Saved entries

┄┄┄┄┄┄

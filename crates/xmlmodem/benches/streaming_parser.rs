//! Benchmark – `xmlmodem::XmlParser`
#![allow(missing_docs)]

use std::time::Duration;

use criterion::{BenchmarkId, Criterion, black_box, criterion_group, criterion_main};
use xmlmodem::{StructuredSink, XmlParser};

/// Produce a deterministic XML document of at least `entries` list items:
/// a root element holding a list of small attribute-bearing objects.
fn make_xml_payload(entries: usize) -> String {
    let mut xml = String::with_capacity(entries * 48);
    xml.push_str("<root label=\"benchmark\"><_list_entries>");
    for i in 0..entries {
        xml.push_str(&format!(
            "<entries id=\"{i}\" name=\"entry number {i}\"></entries>"
        ));
    }
    xml.push_str("</_list_entries></root>");
    xml
}

/// Counts events so Criterion has a value to black-box; discards payloads.
#[derive(Default)]
struct CountingSink {
    events: usize,
}

impl StructuredSink for CountingSink {
    fn start_object(&mut self, _name: &str) {
        self.events += 1;
    }

    fn end_object(&mut self) {
        self.events += 1;
    }

    fn start_list(&mut self, _name: &str) {
        self.events += 1;
    }

    fn end_list(&mut self) {
        self.events += 1;
    }

    fn render_string(&mut self, _name: &str, _value: &str) {
        self.events += 1;
    }

    fn render_bool(&mut self, _name: &str, _value: bool) {}
    fn render_int32(&mut self, _name: &str, _value: i32) {}
    fn render_uint32(&mut self, _name: &str, _value: u32) {}
    fn render_int64(&mut self, _name: &str, _value: i64) {}
    fn render_uint64(&mut self, _name: &str, _value: u64) {}
    fn render_float(&mut self, _name: &str, _value: f32) {}
    fn render_double(&mut self, _name: &str, _value: f64) {}
    fn render_bytes(&mut self, _name: &str, _value: &[u8]) {}
    fn render_null(&mut self, _name: &str) {}
}

/// Run the parser by feeding `parts` chunks that together form `payload`.
/// Returns the number of events produced so the result can be black-boxed.
fn run_streaming_parser(payload: &str, parts: usize) -> usize {
    assert!(parts > 0);
    let chunk_size = payload.len().div_ceil(parts);

    let mut parser = XmlParser::new(CountingSink::default());
    for chunk in payload.as_bytes().chunks(chunk_size) {
        parser.parse(chunk).expect("benchmark payload is valid");
    }
    parser.finish_parse().expect("benchmark payload is valid");
    parser.into_sink().events
}

fn bench_streaming_parser(c: &mut Criterion) {
    let payload = make_xml_payload(2_000);

    let mut group = c.benchmark_group("xml_streaming_parser");
    group.measurement_time(Duration::from_secs(10));
    group.throughput(criterion::Throughput::Bytes(payload.len() as u64));

    for parts in [1usize, 16, 256] {
        group.bench_with_input(
            BenchmarkId::new("chunked", parts),
            &parts,
            |b, &parts| {
                b.iter(|| run_streaming_parser(black_box(&payload), parts));
            },
        );
    }

    group.finish();
}

criterion_group!(benches, bench_streaming_parser);
criterion_main!(benches);
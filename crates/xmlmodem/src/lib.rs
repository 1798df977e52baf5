//! An incremental / online XML stream parser and a structured XML writer,
//! joined by a shared [`StructuredSink`] event vocabulary.
//!
//! [`XmlParser`] consumes XML in arbitrarily sized byte chunks and drives a
//! [`StructuredSink`] with the document's structure; [`XmlWriter`] consumes
//! the same vocabulary and produces XML bytes, compact or pretty-printed.
//! The two never call each other directly, so either half can be paired with
//! a different peer (for example a schema adapter that transcodes events to
//! a binary message format).

#![no_std]
#![allow(missing_docs)]
extern crate alloc;

#[cfg(test)]
extern crate std;

mod chunk_utils;
mod escape;
mod utf8;

mod error;
mod options;
mod parser;
mod sink;
mod writer;

pub use chunk_utils::{produce_chunks, produce_prefixes};
pub use error::{ParseError, ParseErrorKind};
pub use options::{ParserOptions, WriterOptions};
pub use parser::XmlParser;
pub use sink::StructuredSink;
pub use writer::{ByteSink, XmlWriter};

#[cfg(test)]
mod tests;
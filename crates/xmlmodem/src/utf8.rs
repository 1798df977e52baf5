//! Structural UTF-8 validation for the chunk driver.
//!
//! The parser only ever runs over the longest structurally valid UTF-8
//! prefix of the bytes it has accumulated; anything after that prefix stays
//! in the leftover buffer until more bytes arrive or the stream is finished.

use alloc::string::String;

/// Splits `bytes` into its longest structurally valid UTF-8 prefix and the
/// remaining tail. A multi-byte sequence truncated at the end of `bytes` is
/// part of the tail, not the prefix.
pub(crate) fn split_valid_prefix(bytes: &[u8]) -> (&str, &[u8]) {
    match core::str::from_utf8(bytes) {
        Ok(valid) => (valid, &[]),
        Err(err) => {
            let (head, tail) = bytes.split_at(err.valid_up_to());
            // The prefix up to `valid_up_to` is valid by construction.
            (core::str::from_utf8(head).unwrap_or(""), tail)
        }
    }
}

/// Whether `bytes` is entirely structurally valid UTF-8.
pub(crate) fn is_structurally_valid(bytes: &[u8]) -> bool {
    core::str::from_utf8(bytes).is_ok()
}

/// Copies `bytes` into a `String`, substituting `replacement` for every byte
/// that does not belong to a valid sequence.
pub(crate) fn replace_invalid(bytes: &[u8], replacement: &str) -> String {
    let mut out = String::with_capacity(bytes.len());
    let mut rest = bytes;
    while !rest.is_empty() {
        let (valid, tail) = split_valid_prefix(rest);
        out.push_str(valid);
        if tail.is_empty() {
            break;
        }
        out.push_str(replacement);
        rest = &tail[1..];
    }
    out
}
use super::{ConfigError, ConfigResult};
use crate::impl_default;
use glam::Vec3;
use serde::{Deserialize, Serialize};

/// 相机配置
#[derive(Debug, Clone, PartialEq, Serialize, Deserialize)]
#[serde(default)]
pub struct CameraConfig {
    /// 初始位置
    pub eye: Vec3,

    /// 初始注视点
    pub look_at: Vec3,

    /// 每次平移的距离
    pub movement_speed: f32,

    /// 每次转动的角度（弧度）
    pub rotation_speed: f32,

    /// 转动后注视点到相机的距离
    pub view_distance: f32,

    /// 垂直视野（度）
    pub fov_degrees: f32,

    pub z_near: f32,
    pub z_far: f32,
}

impl_default!(CameraConfig {
    eye: Vec3::new(0.0, 0.0, 2500.0),
    look_at: Vec3::ZERO,
    movement_speed: 20.0,
    rotation_speed: 0.05,
    view_distance: 3000.0,
    fov_degrees: 45.0,
    z_near: 0.1,
    z_far: 6000.0,
});

impl CameraConfig {
    /// 验证配置
    pub fn validate(&self) -> ConfigResult<()> {
        if self.fov_degrees <= 0.0 || self.fov_degrees >= 180.0 {
            return Err(ConfigError::ValidationError(format!(
                "Invalid field of view: {}",
                self.fov_degrees
            )));
        }
        if self.z_near <= 0.0 || self.z_far <= self.z_near {
            return Err(ConfigError::ValidationError(
                "Clip planes must satisfy 0 < near < far".to_string(),
            ));
        }
        if self.movement_speed < 0.0 || self.rotation_speed < 0.0 {
            return Err(ConfigError::ValidationError(
                "Camera speeds must not be negative".to_string(),
            ));
        }
        Ok(())
    }
}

┄┄┄┄┄┄

BRIEF: Each line above needs to be written out again exactly.

SOLUTION FOR THIS PROBLEM:
filename crates/xmlmodem/benches/streaming_parser.rs
//! Benchmark – `xmlmodem::XmlParser`
#![allow(missing_docs)]

use std::time::Duration;

use criterion::{BenchmarkId, Criterion, black_box, criterion_group, criterion_main};
use xmlmodem::{StructuredSink, XmlParser};

/// Produce a deterministic XML document of at least `entries` list items:
/// a root element holding a list of small attribute-bearing objects.
fn make_xml_payload(entries: usize) -> String {
    let mut xml = String::with_capacity(entries * 48);
    xml.push_str("<root label=\"benchmark\"><_list_entries>");
    for i in 0..entries {
        xml.push_str(&format!(
            "<entries id=\"{i}\" name=\"entry number {i}\"></entries>"
        ));
    }
    xml.push_str("</_list_entries></root>");
    xml
}

/// Counts events so Criterion has a value to black-box; discards payloads.
#[derive(Default)]
struct CountingSink {
    events: usize,
}

impl StructuredSink for CountingSink {
    fn start_object(&mut self, _name: &str) {
        self.events += 1;
    }

    fn end_object(&mut self) {
        self.events += 1;
    }

    fn start_list(&mut self, _name: &str) {
        self.events += 1;
    }

    fn end_list(&mut self) {
        self.events += 1;
    }

    fn render_string(&mut self, _name: &str, _value: &str) {
        self.events += 1;
    }

    fn render_bool(&mut self, _name: &str, _value: bool) {}
    fn render_int32(&mut self, _name: &str, _value: i32) {}
    fn render_uint32(&mut self, _name: &str, _value: u32) {}
    fn render_int64(&mut self, _name: &str, _value: i64) {}
    fn render_uint64(&mut self, _name: &str, _value: u64) {}
    fn render_float(&mut self, _name: &str, _value: f32) {}
    fn render_double(&mut self, _name: &str, _value: f64) {}
    fn render_bytes(&mut self, _name: &str, _value: &[u8]) {}
    fn render_null(&mut self, _name: &str) {}
}

/// Run the parser by feeding `parts` chunks that together form `payload`.
/// Returns the number of events produced so the result can be black-boxed.
fn run_streaming_parser(payload: &str, parts: usize) -> usize {
    assert!(parts > 0);
    let chunk_size = payload.len().div_ceil(parts);

    let mut parser = XmlParser::new(CountingSink::default());
    for chunk in payload.as_bytes().chunks(chunk_size) {
        parser.parse(chunk).expect("benchmark payload is valid");
    }
    parser.finish_parse().expect("benchmark payload is valid");
    parser.into_sink().events
}

fn bench_streaming_parser(c: &mut Criterion) {
    let payload = make_xml_payload(2_000);

    let mut group = c.benchmark_group("xml_streaming_parser");
    group.measurement_time(Duration::from_secs(10));
    group.throughput(criterion::Throughput::Bytes(payload.len() as u64));

    for parts in [1usize, 16, 256] {
        group.bench_with_input(
            BenchmarkId::new("chunked", parts),
            &parts,
            |b, &parts| {
                b.iter(|| run_streaming_parser(black_box(&payload), parts));
            },
        );
    }

    group.finish();
}

criterion_group!(benches, bench_streaming_parser);
criterion_main!(benches);
filename crates/xmlmodem/src/lib.rs
repository 1798df977e52baf5
//! An incremental / online XML stream parser and a structured XML writer,
//! joined by a shared [`StructuredSink`] event vocabulary.
//!
//! [`XmlParser`] consumes XML in arbitrarily sized byte chunks and drives a
//! [`StructuredSink`] with the document's structure; [`XmlWriter`] consumes
//! the same vocabulary and produces XML bytes, compact or pretty-printed.
//! The two never call each other directly, so either half can be paired with
//! a different peer (for example a schema adapter that transcodes events to
//! a binary message format).

#![no_std]
#![allow(missing_docs)]
extern crate alloc;

#[cfg(test)]
extern crate std;

mod chunk_utils;
mod escape;
mod utf8;

mod error;
mod options;
mod parser;
mod sink;
mod writer;

pub use chunk_utils::{produce_chunks, produce_prefixes};
pub use error::{ParseError, ParseErrorKind};
pub use options::{ParserOptions, WriterOptions};
pub use parser::XmlParser;
pub use sink::StructuredSink;
pub use writer::{ByteSink, XmlWriter};

#[cfg(test)]
mod tests;
filename crates/xmlmodem/src/utf8.rs
repository 1798df977e52baf5
//! Structural UTF-8 validation for the chunk driver.
//!
//! The parser only ever runs over the longest structurally valid UTF-8
//! prefix of the bytes it has accumulated; anything after that prefix stays
//! in the leftover buffer until more bytes arrive or the stream is finished.

use alloc::string::String;

/// Splits `bytes` into its longest structurally valid UTF-8 prefix and the
/// remaining tail. A multi-byte sequence truncated at the end of `bytes` is
/// part of the tail, not the prefix.
pub(crate) fn split_valid_prefix(bytes: &[u8]) -> (&str, &[u8]) {
    match core::str::from_utf8(bytes) {
        Ok(valid) => (valid, &[]),
        Err(err) => {
            let (head, tail) = bytes.split_at(err.valid_up_to());
            // The prefix up to `valid_up_to` is valid by construction.
            (core::str::from_utf8(head).unwrap_or(""), tail)
        }
    }
}

/// Whether `bytes` is entirely structurally valid UTF-8.
pub(crate) fn is_structurally_valid(bytes: &[u8]) -> bool {
    core::str::from_utf8(bytes).is_ok()
}

/// Copies `bytes` into a `String`, substituting `replacement` for every byte
/// that does not belong to a valid sequence.
pub(crate) fn replace_invalid(bytes: &[u8], replacement: &str) -> String {
    let mut out = String::with_capacity(bytes.len());
    let mut rest = bytes;
    while !rest.is_empty() {
        let (valid, tail) = split_valid_prefix(rest);
        out.push_str(valid);
        if tail.is_empty() {
            break;
        }
        out.push_str(replacement);
        rest = &tail[1..];
    }
    out
}
use super::{ConfigError, ConfigResult};
use crate::impl_default;
use glam::Vec3;
use serde::{Deserialize, Serialize};

/// 相机配置
#[derive(Debug, Clone, PartialEq, Serialize, Deserialize)]
#[serde(default)]
pub struct CameraConfig {
    /// 初始位置
    pub eye: Vec3,

    /// 初始注视点
    pub look_at: Vec3,

    /// 每次平移的距离
    pub movement_speed: f32,

    /// 每次转动的角度（弧度）
    pub rotation_speed: f32,

    /// 转动后注视点到相机的距离
    pub view_distance: f32,

    /// 垂直视野（度）
    pub fov_degrees: f32,

    pub z_near: f32,
    pub z_far: f32,
}

impl_default!(CameraConfig {
    eye: Vec3::new(0.0, 0.0, 2500.0),
    look_at: Vec3::ZERO,
    movement_speed: 20.0,
    rotation_speed: 0.05,
    view_distance: 3000.0,
    fov_degrees: 45.0,
    z_near: 0.1,
    z_far: 6000.0,
});

impl CameraConfig {
    /// 验证配置
    pub fn validate(&self) -> ConfigResult<()> {
        if self.fov_degrees <= 0.0 || self.fov_degrees >= 180.0 {
            return Err(ConfigError::ValidationError(format!(
                "Invalid field of view: {}",
                self.fov_degrees
            )));
        }
        if self.z_near <= 0.0 || self.z_far <= self.z_near {
            return Err(ConfigError::ValidationError(
                "Clip planes must satisfy 0 < near < far".to_string(),
            ));
        }
        if self.movement_speed < 0.0 || self.rotation_speed < 0.0 {
            return Err(ConfigError::ValidationError(
                "Camera speeds must not be negative".to_string(),
            ));
        }
        Ok(())
    }
}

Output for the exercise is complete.